De acordo com o artigo 1º da lei estadual 8.070/18, os condomínios edilícios que disponibilizarem espaços de academias deverão registrar responsável técnico junto ao Conselho Regional de educação física da 1ª Região - CREF1, quando a atividade física for dirigida e realizada em salas de treinamento físico.
Observa-se, assim, que a própria lei especifica as condições em que os condomínios edilícios serão obrigados a registrar responsáveis técnicos junto ao CREF, quais sejam: i) quando o condomínio disponibilizar espaço de academia; ii) quando a atividade física for dirigida; e iii) quando a atividade física for realizada em sala de treinamento físico.
Surge, então, a dúvida acerca da necessidade de contratação de profissionais de educação física pelos condomínios edilícios que optarem pela disponibilização de espaços de academias e equipamentos para os seus condôminos, mas não oferecerem os serviços de acompanhamento e orientação das atividades físicas, isto é, quando as atividades não forem, efetivamente, dirigidas.
A justificativa do PL 4.027/18, que deu origem à lei estadual 8.070, indica que o objetivo do diploma normativo seria "garantir os direitos fundamentais da sociedade fluminense, dentre eles o acesso às práticas saudáveis, sem riscos a sua integridade física e social", além de proporcionar "maior segurança aos condomínios edilícios", uma vez que estes estariam operando "com respaldo profissional do respectivo responsável técnico"1.
Sendo assim, a redação original do artigo 1º do PL 4.027/18 determinava que os condomínios edilícios que disponibilizassem espaços de academias deveriam registrar responsável técnico junto ao CREF da 1a Região, sem mencionar qualquer outra condição ou limitação à referida obrigatoriedade.2
Contudo, após o parecer da CCJ da ALERJ no sentido da constitucionalidade do PL com a imposição de emendas ao texto original, o artigo 1º da lei estadual 8.070/18 foi aprovado com a sua redação atual, acrescido da expressão balizadora "quando a atividade física for dirigida e realizada em salas de treinamento físico". A lei, no entanto, não esclarece o conceito de atividade física dirigida, permitindo o debate acerca das hipóteses de cabimento e aplicação da norma.
De acordo com o dicionário priberam da língua portuguesa, o termo "dirigida" consiste no feminino singular particípio passado do verbo dirigir, que pode significar: "ter a direção de"; "ter poderes ou responsabilidades de administração, de gestão"; ou "orientar um grupo de pessoas"3. A atividade física dirigida, por conseguinte, é aquela administrada, gerida ou orientada por uma terceira pessoa.
O fato da lei estadual 8.070/18 só ter sido aprovada pela ALERJ após a inclusão das condicionantes ("quando a atividade física for dirigida e realizada em salas de treinamento físico") em seu artigo 1º, ademais, deixa clara a intenção do legislador de limitar a aplicação da norma aos casos dos condomínios que ofereçam os serviços de orientação profissional das atividades físicas praticadas pelos condôminos.

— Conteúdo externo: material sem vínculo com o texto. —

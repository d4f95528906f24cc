//! Graphviz export of a DAG.
//!
//! Nodes are reached breadth-first from the roots. Each node is written as
//! `id<instance>[ label="..."];` with the root usage count appended for
//! roots, followed by one `id<parent>-> id<child>;` line per child edge.

use std::collections::{HashSet, VecDeque};
use std::fmt::{self, Write};

use indexmap::IndexMap;

use super::arena::ExprArena;
use super::ids::DagId;
use super::node::NodeId;

pub(crate) fn write_dot<W: Write>(
    out: &mut W,
    dag: DagId,
    arena: &ExprArena,
    roots: &IndexMap<NodeId, usize>,
    debug: bool,
) -> fmt::Result {
    writeln!(out, "digraph DAG_{} {{", dag)?;
    writeln!(out)?;

    let mut visited: HashSet<NodeId> = roots.keys().copied().collect();
    let mut queue: VecDeque<NodeId> = roots.keys().copied().collect();
    while let Some(id) = queue.pop_front() {
        let Some(node) = arena.get(id) else {
            continue;
        };
        let name = format!("id{}", node.instance_id());
        let label = escape(&node.info(debug));
        match roots.get(&id) {
            Some(used) => writeln!(out, "{}[ label=\"{} used:{}\"];", name, label, used)?,
            None => writeln!(out, "{}[ label=\"{}\"];", name, label)?,
        }
        for &child in node.children() {
            let Some(child_node) = arena.get(child) else {
                continue;
            };
            writeln!(out, "{}-> id{};", name, child_node.instance_id())?;
            if visited.insert(child) {
                queue.push_back(child);
            }
        }
    }

    writeln!(out, "}}")
}

fn escape(label: &str) -> String {
    label.replace('\\', "\\\\").replace('"', "\\\"")
}
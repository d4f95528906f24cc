//! Expression Graph
//!
//! This module implements the shared expression DAG: node storage, the
//! merge (hash-consing) of inserted trees, reference-counted removal and
//! incremental recomputation.
//!
//! # Overview
//!
//! - Nodes live in an [`ExprArena`] and are addressed by [`NodeId`].
//! - Edges are stored on both ends: children on the parent and one parent
//!   entry per edge on the child.
//! - An [`ExprDag`] owns one arena, the reference-counted roots, the set of
//!   resident leaves and a pending queue.
//!
//! # Design Decisions
//!
//! 1. Handles instead of references. Parents and children refer to each
//!    other, which an arena of handles expresses without shared ownership.
//!
//! 2. One arena per DAG. Trees are built in the arena of the DAG they are
//!    meant for, so merging never moves nodes between arenas.
//!
//! 3. The pending queue is a type parameter. [`FifoQueue`] and
//!    [`DepthOrderedQueue`] give the two update orderings behind one DAG
//!    implementation.

mod arena;
mod content;
mod dag;
mod dot;
mod ids;
mod node;
mod scheduler;

pub(crate) use arena::Notifier;
pub use arena::ExprArena;
pub use content::ContentEqualSet;
pub use dag::{ExprDag, Removal, StrictExprDag, UpdateStats};
pub use ids::{DagId, GraphIdAllocator, InstanceId};
pub use node::{ContentKey, ExprNode, NodeId};
pub use scheduler::{DepthOrderedQueue, FifoQueue, PendingQueue, QueueEntry};
//! Directory of the files matching one search expression.
//!
//! Cache protocol:
//! - `state` is held across the freshness check *and* the backend call, so at
//!   most one search per directory is in flight. Concurrent callers queue on
//!   the lock and then read the snapshot the first one installed.
//! - A snapshot younger than [`SEARCH_REFRESH_INTERVAL`] is served as is.
//! - A failed search returns the error and leaves the previous snapshot and
//!   its timestamp alone; the next call after expiry tries again.
//! - Nothing is installed until the search succeeded, so a request dropped
//!   mid-search also keeps the old snapshot.

use std::sync::Arc;
use std::time::{Duration, SystemTime};

use tokio::sync::Mutex;
use tokio::time::Instant;
use tracing::{debug, info, warn};

use crate::backend::{SearchBackend, SearchQuery};
use crate::error::{Result, SearchFsError};
use crate::file::ResultFile;
use crate::snapshot::Snapshot;

/// How long a search snapshot is served before the search is re-run.
pub const SEARCH_REFRESH_INTERVAL: Duration = Duration::from_secs(10);

/// Permission bits of a result directory.
pub const RESULT_DIR_MODE: u16 = 0o555;

#[derive(Default)]
struct CacheState {
    snapshot: Option<Arc<Snapshot>>,
    last_refresh: Option<Instant>,
}

impl CacheState {
    fn fresh(&self, now: Instant) -> Option<&Arc<Snapshot>> {
        let at = self.last_refresh?;
        if now.saturating_duration_since(at) < SEARCH_REFRESH_INTERVAL {
            self.snapshot.as_ref()
        } else {
            None
        }
    }
}

pub struct ResultDir<B> {
    backend: Arc<B>,
    expression: String,
    state: Mutex<CacheState>,
}

impl<B: SearchBackend> ResultDir<B> {
    pub fn new(backend: Arc<B>, expression: impl Into<String>) -> Self {
        Self {
            backend,
            expression: expression.into(),
            state: Mutex::new(CacheState::default()),
        }
    }

    pub fn expression(&self) -> &str {
        &self.expression
    }

    /// Returns the current snapshot, re-running the search first if it is
    /// missing or older than [`SEARCH_REFRESH_INTERVAL`].
    pub async fn refresh(&self) -> Result<Arc<Snapshot>> {
        let mut state = self.state.lock().await;
        if let Some(snapshot) = state.fresh(Instant::now()) {
            debug!("fs.search: {:?} served from cache", self.expression);
            return Ok(Arc::clone(snapshot));
        }

        info!("fs.search: doing search for {:?}", self.expression);
        let query = SearchQuery::describing_content(&self.expression);
        let result = self.backend.query(&query).await.map_err(|e| {
            warn!("fs.search: query {:?} failed: {}", self.expression, e);
            SearchFsError::from(e)
        })?;

        let snapshot = Arc::new(Snapshot::project(&result, SystemTime::now()));
        info!(
            "fs.search: {:?} returning {} entries",
            self.expression,
            snapshot.len()
        );
        state.snapshot = Some(Arc::clone(&snapshot));
        state.last_refresh = Some(Instant::now());
        Ok(snapshot)
    }

    /// Names of the matching items, in search order.
    pub async fn list(&self) -> Result<Vec<String>> {
        Ok(self.refresh().await?.names().to_vec())
    }

    /// The snapshot currently held, without refreshing.
    pub async fn cached(&self) -> Option<Arc<Snapshot>> {
        self.state.lock().await.snapshot.clone()
    }

    /// Resolves `name` against the current snapshot. The search only runs
    /// here when nothing was ever listed; a miss on a populated snapshot is
    /// final.
    pub async fn lookup_name(&self, name: &str) -> Result<ResultFile> {
        let mut state = self.state.lock().await;
        debug!("fs.search: lookup {:?} in {:?}", name, self.expression);
        if state.snapshot.is_none() {
            // refresh() takes the lock itself.
            drop(state);
            self.refresh().await?;
            state = self.state.lock().await;
        }
        let snapshot = state
            .snapshot
            .clone()
            .ok_or_else(|| SearchFsError::NotFound(name.to_string()))?;
        drop(state);

        let Some(file) = snapshot.get(name).cloned() else {
            debug!("fs.search: lookup {:?} = not found", name);
            return Err(SearchFsError::NotFound(name.to_string()));
        };
        debug!("fs.search: lookup {:?} = {}", name, file.blob_ref());

        match self.backend.fetch_schema_meta(file.blob_ref()).await {
            Ok(meta) => debug!(
                "fs.search: {} blob type: {}, size {:?}",
                file.blob_ref(),
                meta.camli_type,
                meta.size
            ),
            Err(e) => debug!("fs.search: couldn't find meta for {}: {}", file.blob_ref(), e),
        }
        Ok(file)
    }
}
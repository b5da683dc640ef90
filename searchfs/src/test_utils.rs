//! Scripted backend and describe-payload builders for unit tests.

use std::collections::HashMap;
use std::sync::Mutex;
use std::sync::atomic::{AtomicUsize, Ordering};
use std::time::Duration;

use async_trait::async_trait;
use bytes::Bytes;
use serde_json::{Map, Value, json};

use crate::backend::{BackendError, BlobRef, SchemaMeta, SearchBackend, SearchQuery, SearchResult};

/// Answers every query with the configured result, or a 503 when unset.
pub struct MockBackend {
    result: Mutex<Option<SearchResult>>,
    contents: Mutex<HashMap<String, Bytes>>,
    last_query: Mutex<Option<SearchQuery>>,
    queries: AtomicUsize,
    schema_fetches: AtomicUsize,
    delay: Duration,
}

impl MockBackend {
    pub fn new(result: SearchResult) -> Self {
        Self {
            result: Mutex::new(Some(result)),
            contents: Mutex::new(HashMap::new()),
            last_query: Mutex::new(None),
            queries: AtomicUsize::new(0),
            schema_fetches: AtomicUsize::new(0),
            delay: Duration::ZERO,
        }
    }

    pub fn failing() -> Self {
        let backend = Self::new(SearchResult::default());
        backend.set_result(None);
        backend
    }

    pub fn with_delay(mut self, delay: Duration) -> Self {
        self.delay = delay;
        self
    }

    /// Registers file bytes; such blobs also get a `file` schema.
    pub fn with_content(self, blob: &str, data: &'static [u8]) -> Self {
        self.contents
            .lock()
            .unwrap()
            .insert(blob.to_string(), Bytes::from_static(data));
        self
    }

    pub fn set_result(&self, result: Option<SearchResult>) {
        *self.result.lock().unwrap() = result;
    }

    pub fn queries(&self) -> usize {
        self.queries.load(Ordering::SeqCst)
    }

    pub fn schema_fetches(&self) -> usize {
        self.schema_fetches.load(Ordering::SeqCst)
    }

    pub fn last_query(&self) -> Option<SearchQuery> {
        self.last_query.lock().unwrap().clone()
    }
}

fn unavailable() -> BackendError {
    BackendError::Status {
        status: 503,
        body: "unavailable".into(),
    }
}

#[async_trait]
impl SearchBackend for MockBackend {
    async fn query(&self, query: &SearchQuery) -> Result<SearchResult, BackendError> {
        self.queries.fetch_add(1, Ordering::SeqCst);
        *self.last_query.lock().unwrap() = Some(query.clone());
        if !self.delay.is_zero() {
            tokio::time::sleep(self.delay).await;
        }
        self.result.lock().unwrap().clone().ok_or_else(unavailable)
    }

    async fn fetch_schema_meta(&self, blob: &BlobRef) -> Result<SchemaMeta, BackendError> {
        self.schema_fetches.fetch_add(1, Ordering::SeqCst);
        let contents = self.contents.lock().unwrap();
        let data = contents.get(blob.as_str()).ok_or_else(unavailable)?;
        Ok(SchemaMeta {
            camli_type: "file".into(),
            size: Some(data.len() as u64),
        })
    }

    async fn read_file(
        &self,
        blob: &BlobRef,
        offset: u64,
        size: u32,
    ) -> Result<Bytes, BackendError> {
        let contents = self.contents.lock().unwrap();
        let data = contents.get(blob.as_str()).ok_or_else(unavailable)?;
        let start = (offset as usize).min(data.len());
        let end = (start + size as usize).min(data.len());
        Ok(data.slice(start..end))
    }
}

/// Builds a search response the way the server would encode it.
#[derive(Default)]
pub struct ResultBuilder {
    blobs: Vec<Value>,
    meta: Map<String, Value>,
}

impl ResultBuilder {
    pub fn new() -> Self {
        Self::default()
    }

    fn hit(mut self, permanode: &str) -> Self {
        self.blobs.push(json!({ "blob": permanode }));
        self
    }

    fn permanode(mut self, permanode: &str, attr: Value) -> Self {
        self.meta.insert(
            permanode.to_string(),
            json!({
                "blobRef": permanode,
                "camliType": "permanode",
                "permanode": { "attr": attr },
            }),
        );
        self.hit(permanode)
    }

    fn content(mut self, content: &str, body: Value) -> Self {
        let mut obj = json!({ "blobRef": content });
        if let (Some(obj), Value::Object(extra)) = (obj.as_object_mut(), body) {
            obj.extend(extra);
        }
        self.meta.insert(content.to_string(), obj);
        self
    }

    pub fn file(
        self,
        permanode: &str,
        content: &str,
        name: &str,
        mime_type: &str,
        time: Option<&str>,
    ) -> Self {
        self.permanode(permanode, json!({ "camliContent": [content] }))
            .content(
                content,
                json!({
                    "camliType": "file",
                    "file": { "fileName": name, "size": 0, "mimeType": mime_type, "time": time },
                }),
            )
    }

    pub fn sized_file(self, permanode: &str, content: &str, name: &str, size: u64) -> Self {
        self.permanode(permanode, json!({ "camliContent": [content] }))
            .content(
                content,
                json!({
                    "camliType": "file",
                    "file": { "fileName": name, "size": size, "mimeType": "text/plain" },
                }),
            )
    }

    pub fn dir(self, permanode: &str, content: &str, name: &str) -> Self {
        self.permanode(permanode, json!({ "camliContent": [content] }))
            .content(
                content,
                json!({ "camliType": "directory", "dir": { "fileName": name } }),
            )
    }

    pub fn opaque_content(self, permanode: &str, content: &str) -> Self {
        self.permanode(permanode, json!({ "camliContent": [content] }))
            .content(content, json!({ "camliType": "bytes" }))
    }

    pub fn hit_without_meta(self, permanode: &str) -> Self {
        self.hit(permanode)
    }

    pub fn non_permanode(mut self, blob: &str) -> Self {
        self.meta.insert(
            blob.to_string(),
            json!({ "blobRef": blob, "camliType": "file" }),
        );
        self.hit(blob)
    }

    pub fn permanode_without_content(self, permanode: &str) -> Self {
        self.permanode(permanode, json!({ "title": ["untitled"] }))
    }

    /// Points at `content` without describing it.
    pub fn permanode_with_content(self, permanode: &str, content: &str) -> Self {
        self.permanode(permanode, json!({ "camliContent": [content] }))
    }

    /// Adds a hit whose description is `meta` verbatim.
    pub fn raw_hit(self, blob: &str, meta: Value) -> Self {
        self.raw_meta(blob, meta).hit(blob)
    }

    /// Describes `blob` with `meta` verbatim, without adding a hit.
    pub fn raw_meta(mut self, blob: &str, meta: Value) -> Self {
        self.meta.insert(blob.to_string(), meta);
        self
    }

    pub fn build(self) -> SearchResult {
        serde_json::from_value(json!({
            "blobs": self.blobs,
            "description": { "meta": self.meta },
        }))
        .expect("valid search result")
    }

    pub fn build_without_description(self) -> SearchResult {
        serde_json::from_value(json!({ "blobs": self.blobs })).expect("valid search result")
    }
}
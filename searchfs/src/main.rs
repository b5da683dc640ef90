use std::sync::Arc;

use anyhow::Context;
use clap::Parser;
use searchfs::backend::http::HttpSearchClient;
use searchfs::cli::Args;
use searchfs::config::Config;
use searchfs::fs::SearchFs;
use searchfs::fs::mount::mount_search_fs;
use tokio::signal;
use tracing::info;
use tracing_subscriber::EnvFilter;

#[tokio::main]
async fn main() -> anyhow::Result<()> {
    dotenvy::dotenv().ok();
    tracing_subscriber::fmt()
        .with_env_filter(
            EnvFilter::try_from_default_env().unwrap_or_else(|_| EnvFilter::new("searchfs=info")),
        )
        .init();

    let args = Args::parse();
    let config = Config::try_from(&args).context("invalid configuration")?;
    let backend = HttpSearchClient::new(&config).context("building search client")?;
    info!("searching via {}", backend.search_url());
    let fs = SearchFs::new(Arc::new(backend));

    let mut mount_handle = mount_search_fs(fs, &config.mountpoint, config.privileged)
        .await
        .with_context(|| format!("mounting on {}", config.mountpoint.display()))?;
    info!(
        "mounted searchfs at {} (Ctrl+C to unmount)",
        config.mountpoint.display()
    );

    let handle = &mut mount_handle;
    tokio::select! {
        res = handle => res.context("fuse session ended")?,
        _ = signal::ctrl_c() => {
            info!("unmounting {}", config.mountpoint.display());
            mount_handle.unmount().await.context("unmount")?;
        }
    }
    Ok(())
}
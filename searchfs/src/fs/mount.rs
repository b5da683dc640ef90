//! Mount helpers for starting/stopping FUSE
//!
//! Notes:
//! - Only supported on Linux. Unprivileged mounts go through fusermount3.
//! - These helpers are thin wrappers over rfuse3 raw Session APIs.

use std::path::Path;

use rfuse3::MountOptions;

use super::SearchFs;
use crate::backend::SearchBackend;

/// Read-only mount owned by the calling user.
pub fn default_mount_options() -> MountOptions {
    let mut mo = MountOptions::default();
    mo.fs_name("searchfs")
        .read_only(true)
        .uid(nix::unistd::geteuid().as_raw())
        .gid(nix::unistd::getegid().as_raw());
    mo
}

/// Mounts `fs` on an existing empty directory. Unless `privileged` is set the
/// mount goes through fusermount3, which must be on `PATH`.
#[cfg(target_os = "linux")]
pub async fn mount_search_fs<B>(
    fs: SearchFs<B>,
    mount_point: impl AsRef<Path>,
    privileged: bool,
) -> std::io::Result<rfuse3::raw::MountHandle>
where
    B: SearchBackend + 'static,
{
    let session = rfuse3::raw::Session::new(default_mount_options());
    if privileged {
        session.mount(fs, mount_point).await
    } else {
        session.mount_with_unprivileged(fs, mount_point).await
    }
}

#[cfg(not(target_os = "linux"))]
pub async fn mount_search_fs<B>(
    _fs: SearchFs<B>,
    _mount_point: impl AsRef<Path>,
    _privileged: bool,
) -> std::io::Result<rfuse3::raw::MountHandle>
where
    B: SearchBackend + 'static,
{
    Err(std::io::Error::new(
        std::io::ErrorKind::Unsupported,
        "FUSE mount is only supported on Linux in this build",
    ))
}
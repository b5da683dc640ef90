use std::sync::Arc;

use tracing::debug;

use super::result::ResultDir;
use crate::backend::SearchBackend;
use crate::file::StaticFile;

/// Permission bits of the mount root.
pub const ROOT_DIR_MODE: u16 = 0o500;

pub const README_NAME: &str = "README.txt";

const README: StaticFile = StaticFile::new(
    r#"
You are in the "search" filesystem. Every directory name you enter here is
run as a search expression, and the matching files are listed inside it.

Usage: cd "<search query>", e.g.:

	cd "after:\"2015-10-01\" and is:image"

Listings are cached for ten seconds.
"#,
);

/// What a name under the root resolves to.
pub enum QueryEntry<B> {
    Readme(StaticFile),
    Results(ResultDir<B>),
}

/// Root of the search mount. Holds no state besides the backend handle.
pub struct QueryDir<B> {
    backend: Arc<B>,
}

impl<B: SearchBackend> QueryDir<B> {
    pub fn new(backend: Arc<B>) -> Self {
        Self { backend }
    }

    /// Only the README is listed; searches are reached by name.
    pub fn list(&self) -> Vec<String> {
        vec![README_NAME.to_string()]
    }

    /// Never fails: any name other than the README is taken as an
    /// expression, and a bad expression only shows up when it is listed.
    pub fn lookup_name(&self, name: &str) -> QueryEntry<B> {
        if name == README_NAME {
            return QueryEntry::Readme(README);
        }
        debug!("fs.search: new result dir for {:?}", name);
        QueryEntry::Results(ResultDir::new(Arc::clone(&self.backend), name))
    }
}
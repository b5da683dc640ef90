//! Leaf nodes: search result files and the static README.

use std::time::SystemTime;

use crate::backend::BlobRef;

/// Permission bits of a search result file.
pub const RESULT_FILE_MODE: u16 = 0o666;
/// Permission bits of static informational files.
pub const STATIC_FILE_MODE: u16 = 0o444;

/// A file listed in a result directory. Lookups hand out clones of the
/// snapshot's copy.
#[derive(Clone, Debug, PartialEq, Eq)]
pub struct ResultFile {
    blob_ref: BlobRef,
    mod_time: SystemTime,
    size: u64,
}

impl ResultFile {
    pub fn new(blob_ref: BlobRef, mod_time: SystemTime, size: u64) -> Self {
        Self {
            blob_ref,
            mod_time,
            size,
        }
    }

    pub fn blob_ref(&self) -> &BlobRef {
        &self.blob_ref
    }

    pub fn mod_time(&self) -> SystemTime {
        self.mod_time
    }

    pub fn size(&self) -> u64 {
        self.size
    }

    pub fn mode(&self) -> u16 {
        RESULT_FILE_MODE
    }
}

/// A read-only file with contents fixed at compile time.
#[derive(Clone, Copy, Debug, PartialEq, Eq)]
pub struct StaticFile {
    contents: &'static str,
}

impl StaticFile {
    pub const fn new(contents: &'static str) -> Self {
        Self { contents }
    }

    pub fn size(&self) -> u64 {
        self.contents.len() as u64
    }

    /// Bytes in `[offset, offset + size)`, clamped to the contents.
    pub fn read(&self, offset: u64, size: u32) -> &'static [u8] {
        let data = self.contents.as_bytes();
        let start = usize::try_from(offset).unwrap_or(usize::MAX).min(data.len());
        let end = start.saturating_add(size as usize).min(data.len());
        &data[start..end]
    }
}
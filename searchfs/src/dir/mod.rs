//! Directory nodes
//!
//! - `query`: the mount root; every name looked up in it is a search.
//! - `result`: one search expression, its cached snapshot and lookups.
pub mod query;
pub mod result;

pub use query::{QueryDir, QueryEntry, README_NAME, ROOT_DIR_MODE};
pub use result::{RESULT_DIR_MODE, ResultDir, SEARCH_REFRESH_INTERVAL};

Em outras palavras, a lei determina que, caso o condomínio decida oferecer o serviço em questão, será obrigado a registrar um responsável técnico junto ao Conselho Regional de educação física da 1ª Região.
Por certo, a obrigatoriedade da contratação de professores para o acompanhamento das atividades desenvolvidas particularmente pelos condôminos nas academias dos condomínios configuraria uma limitação indevida à liberdade de utilização das partes comuns pelos condôminos, prevista pelo artigo 1.335, inciso II, do CC brasileiro4.
Tal imposição não apenas limitaria o uso dos espaços de academia aos horários em que existissem professores disponíveis, mas também aumentaria substancialmente os gastos do condomínio, podendo até mesmo inviabilizar a instalação de academias em edifícios de menor porte.
Tratar-se-ia, ademais, de um paternalismo desnecessário, tendo em vista que os condôminos possuem o direito, ratificado pela própria lei estadual 8.070/185, de contratarem professores de educação física (personal trainers) para orientarem, individual e particularmente, as suas atividades físicas nas academias dos condomínios.
Destaca-se, por fim, que o próprio Conselho Federal de educação física explica, em seu website6, que os condomínios só precisarão contratar profissionais de educação física quando as atividades da academia forem orientadas, e não quando apenas disponibilizarem o espaço e os aparelhos aos condôminos.
Dessa forma, cabe a cada condômino assumir a responsabilidade pela prática de atividades físicas não supervisionadas nas áreas comuns do condomínio, não tendo a lei estadual 8.070/18, salvo melhor juízo, determinado a necessidade de acompanhamento por um profissional de educação física nestes casos.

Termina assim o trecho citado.